# For those of you that home cook for your fluffs...



## Nikki's Mom (Feb 13, 2008)

How often do you cook a batch of food? 

Does your dog know when you are cooking his/her food? 

I cook a big batch of food for Nikki once a week. She absolutely knows that I am cooking her food. She sits and watches me the entire time. It is too funny!!!


----------



## tamizami (May 1, 2007)

Isn't it great positive reinforcement how they adore us while we cook for them! They really know how to train us, lol. I only cook once a month for Stuart and freeze the batch. He always knows when I am cooking for him, though. But every time I am in the kitchen he wants to see what kind of yumminess is going to happen. :wub:


----------



## oiseaux (Feb 16, 2008)

I try to cook every day or every other day. I would love to stretch it out more, but when I've made batches meant for a week in advance, he doesn't want it as much.

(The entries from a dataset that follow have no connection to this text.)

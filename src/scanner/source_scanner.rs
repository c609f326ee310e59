use crate::error::{Result, TagCsvError};
use std::path::{Path, PathBuf};
use walkdir::{DirEntry, WalkDir};

#[derive(Debug, Clone)]
pub struct SourceFile {
    pub path: PathBuf,
    pub filename: String,
    pub size: u64,
}

impl SourceFile {
    pub fn new(path: PathBuf, size: u64) -> Self {
        let filename = path
            .file_name()
            .and_then(|n| n.to_str())
            .unwrap_or("")
            .to_string();

        Self {
            path,
            filename,
            size,
        }
    }
}

/// Finds source files of one format directly inside a directory.
pub struct SourceScanner {
    extension: String,
}

impl SourceScanner {
    pub fn new<S: Into<String>>(extension: S) -> Self {
        Self {
            extension: extension.into().trim_start_matches('.').to_lowercase(),
        }
    }

    pub fn extension(&self) -> &str {
        &self.extension
    }

    pub fn matches(&self, path: &Path) -> bool {
        path.extension()
            .and_then(|e| e.to_str())
            .is_some_and(|e| e.eq_ignore_ascii_case(&self.extension))
    }

    pub fn scan_directory<P: AsRef<Path>>(&self, root: P) -> Result<Vec<SourceFile>> {
        let root_path = root.as_ref();

        if !root_path.is_dir() {
            return Err(TagCsvError::InvalidPath {
                path: format!("{} is not a directory", root_path.display()),
            });
        }

        let mut sources = Vec::new();

        let walker = WalkDir::new(root_path)
            .min_depth(1)
            .max_depth(1)
            .follow_links(false);

        for entry in walker {
            let entry = match entry {
                Ok(entry) => entry,
                Err(err) => {
                    tracing::warn!("Skipping unreadable entry: {}", err);
                    continue;
                }
            };

            if entry.file_type().is_file() && self.matches(entry.path()) {
                match self.process_file(&entry) {
                    Ok(source) => sources.push(source),
                    Err(err) => {
                        tracing::warn!("Skipping {}: {}", entry.path().display(), err);
                    }
                }
            }
        }

        sources.sort_by(|a, b| a.filename.cmp(&b.filename));

        Ok(sources)
    }

    fn process_file(&self, entry: &DirEntry) -> Result<SourceFile> {
        let metadata = entry.metadata().map_err(|e| TagCsvError::Io(e.into()))?;
        Ok(SourceFile::new(entry.path().to_path_buf(), metadata.len()))
    }

    pub fn get_statistics(&self, sources: &[SourceFile]) -> ScanStatistics {
        let (largest_file_size, largest_file) = sources
            .iter()
            .max_by_key(|s| s.size)
            .map(|s| (s.size, s.filename.clone()))
            .unwrap_or((0, String::new()));

        ScanStatistics {
            total_files: sources.len(),
            total_size: sources.iter().map(|s| s.size).sum(),
            largest_file_size,
            largest_file,
        }
    }
}

#[derive(Debug, Default)]
pub struct ScanStatistics {
    pub total_files: usize,
    pub total_size: u64,
    pub largest_file_size: u64,
    pub largest_file: String,
}

impl ScanStatistics {
    pub fn display_summary(&self) -> String {
        let mut summary = format!(
            "Scan Results:\n  Source files: {}\n  Total size: {}\n",
            self.total_files,
            format_bytes(self.total_size)
        );

        if self.largest_file_size > 0 {
            summary.push_str(&format!(
                "  Largest file: {} ({})\n",
                self.largest_file,
                format_bytes(self.largest_file_size)
            ));
        }

        summary
    }
}

pub(crate) fn format_bytes(bytes: u64) -> String {
    const UNITS: &[&str] = &["B", "KB", "MB", "GB"];
    let mut size = bytes as f64;
    let mut unit_index = 0;

    while size >= 1024.0 && unit_index < UNITS.len() - 1 {
        size /= 1024.0;
        unit_index += 1;
    }

    if unit_index == 0 {
        format!("{} {}", bytes, UNITS[unit_index])
    } else {
        format!("{:.1} {}", size, UNITS[unit_index])
    }
}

Now I really know how those moms feel when their kids won't always eat what you cooked for them. I decided to cook more frequently so we don't waste food and he finishes things up much better this way.

And, yes, Uno absolutely knows when I am cooking for him. Even when he hears the sound of chopping on the cutting board, he comes running. He'll plop his bum on a little rug by the sink and sit there in rapt attention waiting for his meal. I always call his food "breakfast" even at dinner time so whenever I ask if he wants his breakfast and he's hungry he'll get very excited and follow me. But he also knows to sit and wait until he's told it's okay for him to dig into his meal even if the bowl is sitting right in front of him.


----------



## Ladysmom (Oct 19, 2004)

I boil the chicken breasts all at once so they last me a couple of weeks, but I cook the rice fresh very three days when I make up a new batch. Yes, Lady absolutely knows when I am making her food!  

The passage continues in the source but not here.